Trends in Indiana School Referenda Results

Indiana school districts can propose referenda to ask their voters for added property tax revenue. Twelve referenda were proposed on election day, and eight passed. That’s 67 percent, just a bit more than the 63 percent pass rate since 2008. Move along, folks, nothing to see here.

But there’s been an upward trend toward passing school referenda. From November 2008 to May 2011, only 40 percent of school referenda passed. From November 2011 to November 2015, 67 percent passed. Then, in the five elections from May 2016 to May 2018, 88 percent passed. The results this time look like a throwback to the first half of the decade.

What interrupted the upward trend? Maybe other trends asserted themselves.
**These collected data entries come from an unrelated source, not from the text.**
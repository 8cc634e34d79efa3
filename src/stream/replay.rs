//! Newline-delimited JSON replay for backtests
//!
//! Each non-empty line is one PumpPortal-shaped record. Records take the same
//! validation path as the live feed; timestamps come from the file.

use std::path::{Path, PathBuf};
use std::sync::Arc;
use tokio::fs::File;
use tokio::io::{AsyncBufReadExt, BufReader};
use tokio_util::sync::CancellationToken;
use tracing::{debug, info};

use crate::error::{Error, Result};
use crate::stream::event::RawFeedRecord;
use crate::stream::pumpportal::FeedSink;

#[derive(Debug, Clone, Copy, Default, PartialEq, Eq)]
pub struct ReplayStats {
    pub lines: u64,
    pub delivered: u64,
    pub malformed: u64,
}

pub struct ReplaySource {
    path: PathBuf,
}

impl ReplaySource {
    pub fn new(path: impl AsRef<Path>) -> Self {
        Self {
            path: path.as_ref().to_path_buf(),
        }
    }

    /// Push every record into `sink`, stopping early if cancelled
    pub async fn run(
        &self,
        sink: Arc<dyn FeedSink>,
        cancel: CancellationToken,
    ) -> Result<ReplayStats> {
        let file = File::open(&self.path)
            .await
            .map_err(|e| Error::Io(format!("open {}: {}", self.path.display(), e)))?;
        let mut lines = BufReader::new(file).lines();
        let mut stats = ReplayStats::default();

        info!(path = %self.path.display(), "Replaying feed");
        while let Some(line) = lines.next_line().await? {
            if cancel.is_cancelled() {
                debug!("Replay cancelled");
                break;
            }
            let line = line.trim();
            if line.is_empty() {
                continue;
            }
            stats.lines += 1;
            match serde_json::from_str::<RawFeedRecord>(line) {
                Ok(record) => {
                    sink.deliver(record).await?;
                    stats.delivered += 1;
                }
                Err(e) => {
                    stats.malformed += 1;
                    sink.malformed(&format!("line {}: {}", stats.lines, e));
                }
            }
        }

        info!(
            lines = stats.lines,
            delivered = stats.delivered,
            malformed = stats.malformed,
            "Replay finished"
        );
        Ok(stats)
    }
}

#[cfg(test)]
mod tests {
    use super::*;
    use async_trait::async_trait;
    use std::sync::Mutex;

    #[derive(Default)]
    struct Collect {
        records: Mutex<Vec<RawFeedRecord>>,
        malformed: Mutex<Vec<String>>,
    }

    #[async_trait]
    impl FeedSink for Collect {
        async fn deliver(&self, record: RawFeedRecord) -> Result<()> {
            self.records.lock().unwrap().push(record);
            Ok(())
        }

        fn malformed(&self, detail: &str) {
            self.malformed.lock().unwrap().push(detail.to_string());
        }
    }

    #[tokio::test]
    async fn test_replay_reads_every_line() {
        let dir = tempfile::tempdir().unwrap();
        let path = dir.path().join("feed.ndjson");
        std::fs::write(
            &path,
            concat!(
                r#"{"txType":"create","mint":"a","timestamp":1}"#,
                "\n\n",
                "not json\n",
                r#"{"txType":"buy","mint":"a","timestamp":2}"#,
                "\n"
            ),
        )
        .unwrap();

        let sink = Arc::new(Collect::default());
        let stats = ReplaySource::new(&path)
            .run(sink.clone(), CancellationToken::new())
            .await
            .unwrap();

        assert_eq!(
            stats,
            ReplayStats {
                lines: 3,
                delivered: 2,
                malformed: 1
            }
        );
        let records = sink.records.lock().unwrap();
        assert_eq!(records[1].timestamp, Some(2));
        assert!(sink.malformed.lock().unwrap()[0].starts_with("line 2"));
    }

    #[tokio::test]
    async fn test_missing_file() {
        let sink = Arc::new(Collect::default());
        let result = ReplaySource::new("/nonexistent/feed.ndjson")
            .run(sink, CancellationToken::new())
            .await;
        assert!(matches!(result, Err(Error::Io(_))));
    }
}
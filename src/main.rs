//! Pump.fun Recovery Trader - simulated trading on bonding-curve launches
//!
//! # NOTE
//! - Every trade is simulated. Nothing is signed or sent on-chain.
//! - Backtest results depend on the simulator's latency and slippage model.

use anyhow::Result;
use clap::{Parser, Subcommand};
use std::path::PathBuf;
use std::sync::Mutex;
use tracing::error;
use tracing_subscriber::fmt::writer::BoxMakeWriter;
use tracing_subscriber::EnvFilter;

// Use the library crate
use pumpfun_trader::cli::commands;
use pumpfun_trader::config::{Config, LoggingConfig};
use pumpfun_trader::stats::log_rotation::RotatingFile;

/// Pump.fun Recovery Trader
#[derive(Parser)]
#[command(name = "trader")]
#[command(author, version, about, long_about = None)]
struct Cli {
    /// Path to config file
    #[arg(short, long, default_value = "config.toml")]
    config: String,

    #[command(subcommand)]
    command: Commands,
}

#[derive(Subcommand)]
enum Commands {
    /// Trade the live PumpPortal feed
    Run {
        /// Do not restore or write snapshots
        #[arg(long)]
        dry_run: bool,
    },

    /// Backtest against a newline-delimited JSON feed capture
    Replay {
        /// Feed capture, one PumpPortal record per line
        file: PathBuf,

        /// Seed for the transaction simulator
        #[arg(long)]
        seed: Option<u64>,
    },

    /// Show the last snapshot (wallet, analytics, open position)
    Status,

    /// Show the effective configuration
    Config,
}

#[tokio::main]
async fn main() -> Result<()> {
    // Load environment variables from .env file
    dotenvy::dotenv().ok();

    // Parse CLI arguments
    let cli = Cli::parse();

    // Load configuration
    let config = match Config::load(&cli.config) {
        Ok(cfg) => cfg,
        Err(e) => {
            eprintln!("Failed to load configuration: {:#}", e);
            std::process::exit(1);
        }
    };

    init_tracing(&config.logging)?;

    // Execute command
    let result = match cli.command {
        Commands::Run { dry_run } => commands::run(config, dry_run).await,
        Commands::Replay { file, seed } => commands::replay(config, &file, seed).await,
        Commands::Status => commands::status(&config).await,
        Commands::Config => commands::show_config(&config),
    };

    if let Err(e) = result {
        error!("Command failed: {:#}", e);
        std::process::exit(1);
    }

    Ok(())
}

/// Install the global subscriber: env filter, text or JSON, stdout or a
/// size-rotated file
fn init_tracing(logging: &LoggingConfig) -> Result<()> {
    let filter = EnvFilter::from_default_env().add_directive("pumpfun_trader=info".parse()?);

    let (writer, ansi) = match &logging.file {
        Some(path) => {
            let file = RotatingFile::open(path, logging.max_file_bytes)?;
            (BoxMakeWriter::new(Mutex::new(file)), false)
        }
        None => (BoxMakeWriter::new(std::io::stdout), true),
    };

    let builder = tracing_subscriber::fmt()
        .with_env_filter(filter)
        .with_writer(writer)
        .with_ansi(ansi)
        .with_target(true)
        .with_thread_ids(true);

    if logging.json {
        builder.json().init();
    } else {
        builder.init();
    }
    Ok(())
}
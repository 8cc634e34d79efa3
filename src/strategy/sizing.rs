//! Position sizing
//!
//! Size scales with the token's market cap and shrinks with volatility.

use crate::config::PositionConfig;

pub struct PositionSizer<'a> {
    config: &'a PositionConfig,
}

impl<'a> PositionSizer<'a> {
    pub fn new(config: &'a PositionConfig) -> Self {
        Self { config }
    }

    /// Position size in SOL for a token at `market_cap_sol`
    pub fn calculate_size(&self, market_cap_sol: f64, volatility: f64) -> f64 {
        let min = self.config.min_position_size_sol;
        let max = self.config.max_position_size_sol;

        let mut size =
            (market_cap_sol * self.config.position_size_market_cap_ratio).clamp(min, max);

        if self.config.volatility_scaling && volatility.is_finite() && volatility > 0.0 {
            let scale = (1.0 - volatility * self.config.volatility_scaling_factor).max(0.0);
            size = (size * scale).clamp(min, max);
        }

        size
    }
}
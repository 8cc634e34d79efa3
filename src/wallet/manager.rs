//! Simulated SOL wallet
//!
//! The only state shared across tokens. Mutated by the position manager
//! alone, read by stats and snapshots.

use serde::{Deserialize, Serialize};
use tokio::sync::Mutex;
use tracing::{debug, info};

use crate::error::{Error, Result};
use crate::events::{BotEvent, EventBus};

#[derive(Debug, Clone, Copy, PartialEq, Serialize, Deserialize)]
#[serde(rename_all = "camelCase")]
pub struct WalletState {
    pub balance_sol: f64,
    pub initial_balance_sol: f64,
}

impl WalletState {
    pub fn pnl_sol(&self) -> f64 {
        self.balance_sol - self.initial_balance_sol
    }
}

pub struct Wallet {
    state: Mutex<WalletState>,
    events: EventBus,
}

impl Wallet {
    pub fn new(initial_balance_sol: f64, events: EventBus) -> Self {
        Self {
            state: Mutex::new(WalletState {
                balance_sol: initial_balance_sol,
                initial_balance_sol,
            }),
            events,
        }
    }

    pub async fn balance(&self) -> f64 {
        self.state.lock().await.balance_sol
    }

    pub async fn state(&self) -> WalletState {
        *self.state.lock().await
    }

    /// Take `amount` SOL out; fails without side effects if the balance is short
    pub async fn debit(&self, amount: f64) -> Result<f64> {
        let mut state = self.state.lock().await;
        if !(amount.is_finite() && amount >= 0.0) {
            return Err(Error::Internal(format!("invalid debit amount {}", amount)));
        }
        if state.balance_sol < amount {
            return Err(Error::InsufficientBalance {
                available: state.balance_sol,
                required: amount,
            });
        }
        state.balance_sol -= amount;
        debug!(amount, balance = state.balance_sol, "Wallet debited");
        self.events.publish(BotEvent::BalanceUpdated {
            balance_sol: state.balance_sol,
            change_sol: -amount,
        });
        Ok(state.balance_sol)
    }

    pub async fn credit(&self, amount: f64) -> Result<f64> {
        let mut state = self.state.lock().await;
        if !(amount.is_finite() && amount >= 0.0) {
            return Err(Error::Internal(format!("invalid credit amount {}", amount)));
        }
        state.balance_sol += amount;
        debug!(amount, balance = state.balance_sol, "Wallet credited");
        self.events.publish(BotEvent::BalanceUpdated {
            balance_sol: state.balance_sol,
            change_sol: amount,
        });
        Ok(state.balance_sol)
    }

    /// Replace the balance with a persisted one at startup
    pub async fn restore(&self, restored: WalletState) {
        let mut state = self.state.lock().await;
        *state = restored;
        info!(balance = restored.balance_sol, "Restored wallet balance");
    }
}

#[cfg(test)]
mod tests {
    use super::*;
    use tokio_test::{assert_err, assert_ok};

    #[tokio::test]
    async fn test_debit_and_credit() {
        let bus = EventBus::new(8);
        let mut rx = bus.subscribe();
        let wallet = Wallet::new(1.0, bus);

        assert_eq!(wallet.debit(0.4).await.unwrap(), 0.6);
        assert!(matches!(
            rx.recv().await.unwrap(),
            BotEvent::BalanceUpdated { change_sol, .. } if change_sol == -0.4
        ));

        assert_ok!(wallet.credit(0.5).await);
        assert!((wallet.balance().await - 1.1).abs() < 1e-12);
        assert!((wallet.state().await.pnl_sol() - 0.1).abs() < 1e-12);
    }

    #[tokio::test]
    async fn test_insufficient_balance_leaves_wallet_untouched() {
        let wallet = Wallet::new(0.3, EventBus::new(8));
        let err = assert_err!(wallet.debit(0.5).await);
        assert!(matches!(err, Error::InsufficientBalance { .. }));
        assert_eq!(wallet.balance().await, 0.3);
    }

    #[tokio::test]
    async fn test_restore() {
        let wallet = Wallet::new(10.0, EventBus::new(8));
        wallet
            .restore(WalletState {
                balance_sol: 8.5,
                initial_balance_sol: 10.0,
            })
            .await;
        assert_eq!(wallet.balance().await, 8.5);
    }
}
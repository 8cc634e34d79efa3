//! Entry sizing and exit selection
//!
//! - `sizing` - position size from market cap and volatility
//! - `exit_manager` - layered exit rules, evaluated in priority order

pub mod exit_manager;
pub mod sizing;
pub mod types;

pub use exit_manager::ExitEngine;
pub use sizing::PositionSizer;
pub use types::*;
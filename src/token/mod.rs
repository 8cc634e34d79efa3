//! Token tracking: per-mint aggregate, metrics, holders and lifecycle

pub mod holders;
pub mod metrics;
pub mod registry;
pub mod state;
#[allow(clippy::module_inception)]
pub mod token;

pub use registry::{SharedToken, TokenRegistry};
pub use state::{StateTransition, TokenState};
pub use token::{Token, TokenSignal, TokenSnapshot, TradeContext};
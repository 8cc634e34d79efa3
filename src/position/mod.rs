//! Position management module

pub mod manager;
#[allow(clippy::module_inception)]
pub mod position;

pub use manager::{ExitOutcome, OpenRequest, PositionManager};
pub use position::{PartialExit, Position, PositionState};
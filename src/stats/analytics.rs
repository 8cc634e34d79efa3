//! Trading analytics
//!
//! Closed-position results, pipeline counters and capped latency samples.
//! Everything lives in one serializable snapshot so it can be persisted and
//! restored as a unit.

use serde::{Deserialize, Serialize};
use std::collections::VecDeque;
use std::sync::{Mutex, MutexGuard, PoisonError};

use crate::position::position::Position;

/// Latency samples kept per histogram, oldest evicted first
pub const LATENCY_SAMPLE_CAP: usize = 1_000;

#[derive(Debug, Clone, Default, PartialEq, Serialize, Deserialize)]
pub struct LatencyHistogram {
    samples: VecDeque<u64>,
}

impl LatencyHistogram {
    pub fn record(&mut self, millis: u64) {
        if self.samples.len() == LATENCY_SAMPLE_CAP {
            self.samples.pop_front();
        }
        self.samples.push_back(millis);
    }

    pub fn len(&self) -> usize {
        self.samples.len()
    }

    pub fn is_empty(&self) -> bool {
        self.samples.is_empty()
    }

    pub fn mean(&self) -> f64 {
        if self.samples.is_empty() {
            return 0.0;
        }
        self.samples.iter().sum::<u64>() as f64 / self.samples.len() as f64
    }

    /// Nearest-rank percentile, `p` in [0, 100]
    pub fn percentile(&self, p: f64) -> u64 {
        if self.samples.is_empty() {
            return 0;
        }
        let mut sorted: Vec<u64> = self.samples.iter().copied().collect();
        sorted.sort_unstable();
        let rank = ((p.clamp(0.0, 100.0) / 100.0) * sorted.len() as f64).ceil() as usize;
        sorted[rank.saturating_sub(1).min(sorted.len() - 1)]
    }
}

#[derive(Debug, Clone, Copy, PartialEq, Eq)]
pub enum Latency {
    PumpDetection,
    TradeExecution,
    FeedEndToEnd,
}

#[derive(Debug, Clone, Copy, PartialEq, Eq)]
pub enum Counter {
    MalformedEvents,
    DroppedEvents,
    DuplicateEvents,
    TokensAdmitted,
    SafetyPasses,
    SafetyFailures,
    MissedOpportunities,
}

#[derive(Debug, Clone, Default, PartialEq, Serialize, Deserialize)]
#[serde(rename_all = "camelCase")]
pub struct AnalyticsSnapshot {
    pub total_trades: u64,
    pub profitable_trades: u64,
    pub unprofitable_trades: u64,
    pub total_pnl_sol: f64,
    pub total_pnl_usd: f64,
    pub largest_win_sol: f64,
    pub largest_loss_sol: f64,
    pub total_time_in_position_ms: i64,

    pub malformed_events: u64,
    pub dropped_events: u64,
    pub duplicate_events: u64,
    pub tokens_admitted: u64,
    pub safety_passes: u64,
    pub safety_failures: u64,
    pub missed_opportunities: u64,

    pub pump_detection_latency: LatencyHistogram,
    pub trade_execution_latency: LatencyHistogram,
    pub feed_latency: LatencyHistogram,
}

impl AnalyticsSnapshot {
    pub fn win_rate(&self) -> f64 {
        if self.total_trades == 0 {
            return 0.0;
        }
        (self.profitable_trades as f64 / self.total_trades as f64) * 100.0
    }

    pub fn average_time_in_position_ms(&self) -> f64 {
        if self.total_trades == 0 {
            return 0.0;
        }
        self.total_time_in_position_ms as f64 / self.total_trades as f64
    }
}

#[derive(Debug, Default)]
pub struct Analytics {
    inner: Mutex<AnalyticsSnapshot>,
}

impl Analytics {
    pub fn new() -> Self {
        Self::default()
    }

    pub fn from_snapshot(snapshot: AnalyticsSnapshot) -> Self {
        Self {
            inner: Mutex::new(snapshot),
        }
    }

    fn lock(&self) -> MutexGuard<'_, AnalyticsSnapshot> {
        // counters stay usable even if a holder panicked
        self.inner.lock().unwrap_or_else(PoisonError::into_inner)
    }

    pub fn snapshot(&self) -> AnalyticsSnapshot {
        self.lock().clone()
    }

    pub fn restore(&self, snapshot: AnalyticsSnapshot) {
        *self.lock() = snapshot;
    }

    pub fn increment(&self, counter: Counter) {
        self.add(counter, 1);
    }

    pub fn add(&self, counter: Counter, n: u64) {
        if n == 0 {
            return;
        }
        let mut s = self.lock();
        let slot = match counter {
            Counter::MalformedEvents => &mut s.malformed_events,
            Counter::DroppedEvents => &mut s.dropped_events,
            Counter::DuplicateEvents => &mut s.duplicate_events,
            Counter::TokensAdmitted => &mut s.tokens_admitted,
            Counter::SafetyPasses => &mut s.safety_passes,
            Counter::SafetyFailures => &mut s.safety_failures,
            Counter::MissedOpportunities => &mut s.missed_opportunities,
        };
        *slot += n;
    }

    pub fn record_latency(&self, kind: Latency, millis: u64) {
        let mut s = self.lock();
        match kind {
            Latency::PumpDetection => s.pump_detection_latency.record(millis),
            Latency::TradeExecution => s.trade_execution_latency.record(millis),
            Latency::FeedEndToEnd => s.feed_latency.record(millis),
        }
    }

    /// Fold a closed position into the totals
    pub fn record_position_closed(&self, position: &Position) {
        let mut s = self.lock();
        let pnl = position.realized_pnl_sol;
        s.total_trades += 1;
        if pnl > 0.0 {
            s.profitable_trades += 1;
            s.largest_win_sol = s.largest_win_sol.max(pnl);
        } else {
            s.unprofitable_trades += 1;
            s.largest_loss_sol = s.largest_loss_sol.min(pnl);
        }
        s.total_pnl_sol += pnl;
        s.total_pnl_usd += position.realized_pnl_usd;
        if let Some(closed_at) = position.closed_at {
            s.total_time_in_position_ms += (closed_at - position.entry_time).max(0);
        }
    }
}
Referenda held during November elections used to pass less frequently than those held in May.  Through 2015, school districts passed 44 percent of referenda held in November, while 67 percent passed in May. Perhaps the difference was in turnout. November elections bring out voters for state and national elections, who may be unaware of the school questions on the ballot.  Those voters may be more likely to vote no.

But in the five elections from May 2016 to May 2018, 88 percent passed in both May and November. There was no difference.

This year, 2018, 12 out of 12 passed in May; 8 out of 12 in November. Perhaps the May/November difference reasserted itself.

Here’s another trend. Through May 2018, school districts proposing their first referenda passed 51 percent of them. School districts which had asked before passed 84 percent. Experience counts. It seems that school officials learn how to run a campaign—or how not to run one—and do better the second time around.

This election day, five of the referenda were proposed by school districts which had asked before. Four passed. Seven were proposed by rookies. Four passed. So the veterans passed 80 percent, and the rookies 57 percent. That’s pretty close to the 10-year average.

Then there are the tax rates. Each referendum proposes a property tax rate to be levied on property within the school district. Tax rates are measured as dollars per $100 assessed value.  Surely, any economist would think, referenda with higher tax rates would pass less frequently than referenda with lower tax rates.

And that’s been true—but not by much. Through May 2018, referenda proposing tax rates under 30 cents per $100 assessed value passed 65 percent of the time, while those at 30 cents or more passed 59 percent of the time. Rates didn’t matter than much.

This November, six referenda were proposed with rates under 30 cents, and they all passed. Six were proposed with higher rates, and four were defeated. The Lake Ridge school corporation in Lake County proposed two referenda, one for a capital project and one for operating costs, both with tax rates above one dollar. No one had ever asked for rates that high before. They both lost.  Hamilton Community Schools in DeKalb and Steuben counties proposed a 71 cent rate, which was the eighth highest in the past 10 years. It lost, too.

Perhaps particularly high rates matter to voters. There have been 17 referenda proposing rates above 60 cents. Only 7 have passed, which is 41 percent.

Which leads to one more trend. A reason Lake Ridge asked for such high rates is that the district has so little property value to tax. Lake Ridge has taxable assessed value of about $135,000 per pupil, which puts it in the lowest 10 percent of school districts. Low assessed value means higher rates are needed to raise any revenue for salaries or construction.

Sure enough, assessed value matters for referenda results. Over the whole 10 years, districts with more than $300,000 assessed value per pupil passed 79 percent of their referenda, while those with less passed only 51 percent. Is this a developing equity problem? If wealthier districts pass referenda more frequently, they’ll have newer buildings, smaller class sizes and higher paid teachers than less-wealthy districts.

It was an election in November, with more rookies, some high tax rates, and some less wealthy school districts. That was enough to interrupt the upward trend in passing school referenda.